TOCHO.— Bueno, dame un beso, ¿no?

(Ella le da un beso, y cuando el policía se asoma con malas intenciones por detrás, ella jugando se va hacia la escalera y Tocho detrás. Allí la abraza y la besa en arrebato fogoso y peliculero. Se acerca despacio el policía y le vemos acercarse con intenciones poco amorosas. Aparece en ese momento la abuela por las escaleras y al verlo le da con la jarra de vinagre en la cabeza, dejándole de nuevo sin sentido).

TOCHO.— ¡Ahí va! ¡La abuela se ha cargado otra vez al madero! ¿Has visto, Leandro?, ya mandó otra vez a soñar al poli. La tenemos que colocar una medalla; mira a ver si tú tienes alguna.

ABUELA.— Como vuelvas a poner las manos encima de la niña te mando al otro mundo. ¡Sinvergüenza!

(Persigue ahora la abuela al Tocho a escobazos por todo el estanco, seguida de Ángeles y Leandro que tratan de sujetarla. Vuelan las cajetillas de tabaco, participando lo que pueden en el escándalo).

TOCHO.— ¡Sujeta a esa tía, Leandro, que me da!

ÁNGELES.— Abuela, no le haga nada, que somos novios.

LEANDRO.— Basta, basta, condenada, ¡estese quieta, coño!

ABUELA.— ¡Abusando de una inocente, el muy canalla! ¡Si la has dejado embarazada te vas a enterar, drogadicto! ¡Te mato a escobazos, por mi difunto que te mato, si has dejado embarazada a mi niña!

TOCHO.— ¿Pero qué dice, está loca?

ABUELA.— ¡Como te coja vas a ver si estoy loca! ¿Qué le habrá hecho a mi niña el mariconazo este?

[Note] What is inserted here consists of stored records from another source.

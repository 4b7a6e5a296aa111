//! Game state and core simulation types
//!
//! Everything the engine owns for one session lives here. External code only
//! ever sees these through a [`Snapshot`](super::Snapshot).

use glam::Vec2;
use serde::{Deserialize, Serialize};

use crate::consts::*;

/// Timed power-up effects
#[derive(Debug, Clone, Copy, PartialEq, Eq, Hash, Serialize, Deserialize)]
#[serde(rename_all = "snake_case")]
pub enum PowerUpKind {
    /// Multiplies player speed
    SpeedBoost,
    /// Makes obstacles harmless (and passable)
    BugShield,
}

impl PowerUpKind {
    pub fn as_str(&self) -> &'static str {
        match self {
            PowerUpKind::SpeedBoost => "Speed Boost",
            PowerUpKind::BugShield => "Bug Shield",
        }
    }
}

/// What an object does when the player touches it
#[derive(Debug, Clone, Copy, PartialEq, Eq, Serialize, Deserialize)]
#[serde(rename_all = "snake_case")]
pub enum ObjectKind {
    Skill,
    Project,
    Achievement,
    /// Costs a life (and points) unless shielded
    Obstacle,
    PowerUp(PowerUpKind),
}

impl ObjectKind {
    /// Collecting this kind counts toward the level's win threshold
    pub fn is_collectible(&self) -> bool {
        matches!(
            self,
            ObjectKind::Skill | ObjectKind::Project | ObjectKind::Achievement
        )
    }
}

/// How an object moves each tick
#[derive(Debug, Clone, Copy, PartialEq, Default, Serialize, Deserialize)]
#[serde(tag = "type", rename_all = "snake_case")]
pub enum MovePattern {
    #[default]
    None,
    /// Sine oscillation along x around the anchor
    Horizontal { range: f32 },
    /// Sine oscillation along y around the anchor
    Vertical { range: f32 },
    /// Orbit around the anchor
    Circular { range: f32 },
    /// Steer toward the player at a constant step per tick
    Chase,
}

/// A collectible, obstacle, or power-up instance
#[derive(Debug, Clone, PartialEq, Serialize, Deserialize)]
pub struct GameObject {
    /// Unique within a level
    pub id: u32,
    #[serde(default)]
    pub label: String,
    pub kind: ObjectKind,
    /// Top-left corner
    pub pos: Vec2,
    pub size: Vec2,
    /// Score delta on collection (negative for obstacles)
    pub points: i32,
    #[serde(default)]
    pub pattern: MovePattern,
    #[serde(default)]
    pub speed: f32,
    /// Oscillation anchor, set from `pos` when the level starts
    #[serde(default)]
    pub anchor: Vec2,
    /// Inert once set: no movement, no collisions, not rendered
    #[serde(default)]
    pub collected: bool,
}

impl GameObject {
    pub fn new(id: u32, label: impl Into<String>, kind: ObjectKind, pos: Vec2, points: i32) -> Self {
        Self {
            id,
            label: label.into(),
            kind,
            pos,
            size: Vec2::splat(30.0),
            points,
            pattern: MovePattern::None,
            speed: 0.0,
            anchor: pos,
            collected: false,
        }
    }

    pub fn with_size(mut self, size: Vec2) -> Self {
        self.size = size;
        self
    }

    pub fn with_pattern(mut self, pattern: MovePattern, speed: f32) -> Self {
        self.pattern = pattern;
        self.speed = speed;
        self
    }

    /// Fresh copy of a level template for a new session
    pub fn instantiate(&self) -> Self {
        Self {
            anchor: self.pos,
            collected: false,
            ..self.clone()
        }
    }

    pub fn is_live(&self) -> bool {
        !self.collected
    }
}

/// Immovable wall; blocks the player, never collected
#[derive(Debug, Clone, Copy, PartialEq, Serialize, Deserialize)]
pub struct StaticObstacle {
    pub pos: Vec2,
    pub size: Vec2,
}

impl StaticObstacle {
    pub fn new(x: f32, y: f32, w: f32, h: f32) -> Self {
        Self {
            pos: Vec2::new(x, y),
            size: Vec2::new(w, h),
        }
    }
}

/// The player's avatar
#[derive(Debug, Clone, Copy, PartialEq, Serialize, Deserialize)]
pub struct Player {
    /// Top-left corner
    pub pos: Vec2,
    pub size: Vec2,
    /// Derived from held directions, magnitude per axis = effective speed
    pub vel: Vec2,
    /// Base level speed times the active speed multiplier
    pub effective_speed: f32,
}

impl Player {
    pub fn new(pos: Vec2, size: Vec2, speed: f32) -> Self {
        Self {
            pos,
            size,
            vel: Vec2::ZERO,
            effective_speed: speed,
        }
    }
}

impl Default for Player {
    fn default() -> Self {
        Self::new(Vec2::ZERO, Vec2::splat(PLAYER_SIZE), 0.0)
    }
}

/// An active timed effect
#[derive(Debug, Clone, Copy, PartialEq, Serialize, Deserialize)]
pub struct PowerUpEffect {
    pub kind: PowerUpKind,
    pub remaining_ms: f64,
}

/// Why a run ended
#[derive(Debug, Clone, Copy, PartialEq, Eq, Serialize, Deserialize)]
#[serde(rename_all = "snake_case")]
pub enum GameOverReason {
    OutOfLives,
    TimeUp,
    AllLevelsComplete,
}

impl GameOverReason {
    pub fn as_str(&self) -> &'static str {
        match self {
            GameOverReason::OutOfLives => "out of lives",
            GameOverReason::TimeUp => "time's up",
            GameOverReason::AllLevelsComplete => "all levels complete",
        }
    }
}

/// Current phase of the session
#[derive(Debug, Clone, Copy, PartialEq, Eq, Default, Serialize, Deserialize)]
#[serde(rename_all = "snake_case")]
pub enum GamePhase {
    /// Waiting for `start_game`
    #[default]
    NotStarted,
    /// Active gameplay
    Playing,
    /// Win threshold reached, waiting for `advance_level`
    LevelComplete,
    /// Run ended; only `reset_game` leaves this phase
    GameOver(GameOverReason),
}

/// Score, lives, clock and level progress for one run
#[derive(Debug, Clone, PartialEq, Serialize, Deserialize)]
pub struct SessionState {
    /// Current level index (0-based)
    pub level_index: usize,
    /// Score for the current level
    pub score: i32,
    /// Sum of completed level scores
    pub total_score: i32,
    pub lives: u8,
    pub time_remaining_secs: u32,
    pub phase: GamePhase,
    /// Simulation suspended while set (only meaningful when playing)
    pub paused: bool,
    pub active_effects: Vec<PowerUpEffect>,
}

impl Default for SessionState {
    fn default() -> Self {
        Self {
            level_index: 0,
            score: 0,
            total_score: 0,
            lives: STARTING_LIVES,
            time_remaining_secs: 0,
            phase: GamePhase::NotStarted,
            paused: false,
            active_effects: Vec::new(),
        }
    }
}

impl SessionState {
    pub fn is_playing(&self) -> bool {
        self.phase == GamePhase::Playing
    }
}

/// Events emitted to the notifier (sound/toast layer)
#[derive(Debug, Clone, PartialEq, Serialize, Deserialize)]
#[serde(tag = "event", rename_all = "snake_case")]
pub enum GameEvent {
    LevelStarted { level: usize, name: String },
    ObjectCollected { id: u32, label: String, points: i32 },
    ObstacleHit { id: u32, points: i32, lives_left: u8 },
    PowerUpActivated { kind: PowerUpKind },
    PowerUpExpired { kind: PowerUpKind },
    LevelComplete { level: usize, score: i32, total_score: i32 },
    GameOver { reason: GameOverReason, total_score: i32 },
    GameReset,
    Paused,
    Resumed,
}

#[cfg(test)]
mod tests {
    use super::*;

    #[test]
    fn test_instantiate_resets_template() {
        let mut template = GameObject::new(1, "Rust", ObjectKind::Skill, Vec2::new(10.0, 20.0), 50);
        template.collected = true;
        template.anchor = Vec2::ZERO;

        let fresh = template.instantiate();
        assert!(!fresh.collected);
        assert_eq!(fresh.anchor, Vec2::new(10.0, 20.0));
        assert_eq!(fresh.points, 50);
    }

    #[test]
    fn test_object_kind_json_shape() {
        let kind: ObjectKind = serde_json::from_str("\"skill\"").unwrap();
        assert_eq!(kind, ObjectKind::Skill);

        let kind: ObjectKind = serde_json::from_str(r#"{"power_up":"bug_shield"}"#).unwrap();
        assert_eq!(kind, ObjectKind::PowerUp(PowerUpKind::BugShield));

        let pattern: MovePattern =
            serde_json::from_str(r#"{"type":"circular","range":40.0}"#).unwrap();
        assert_eq!(pattern, MovePattern::Circular { range: 40.0 });
    }

    #[test]
    fn test_collectible_kinds() {
        assert!(ObjectKind::Achievement.is_collectible());
        assert!(!ObjectKind::Obstacle.is_collectible());
        assert!(!ObjectKind::PowerUp(PowerUpKind::SpeedBoost).is_collectible());
    }

    #[test]
    fn test_reason_strings() {
        assert_eq!(GameOverReason::TimeUp.as_str(), "time's up");
        assert_eq!(GameOverReason::OutOfLives.as_str(), "out of lives");
        assert_eq!(GameOverReason::AllLevelsComplete.as_str(), "all levels complete");
    }
}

TOCHO.— ¡Leandro, que yo no he hecho nada! Uno es rápido, pero no tanto.

ABUELA.— ¡Ven aquí, no te van a quedar ganas!

ÁNGELES.— ¡Abuela! ¡Abuela, por Dios, estese quieta! No le mate que es muy guapo.

LEANDRO.— ¡Basta, basta, estese quieta, joder! ¡Y tú…!

(Se levanta en medio de la confusión y medio grogui el policía, y habla con voz de andar por los cerros de Úbeda).

POLICÍA.— ¡Quedan todos ustedes detenidos!

(Y recibe un tremendo escobazo de la abuela dirigido al Tocho, cayendo otra vez desmayado, en medio de un gran jaleo y guirigay).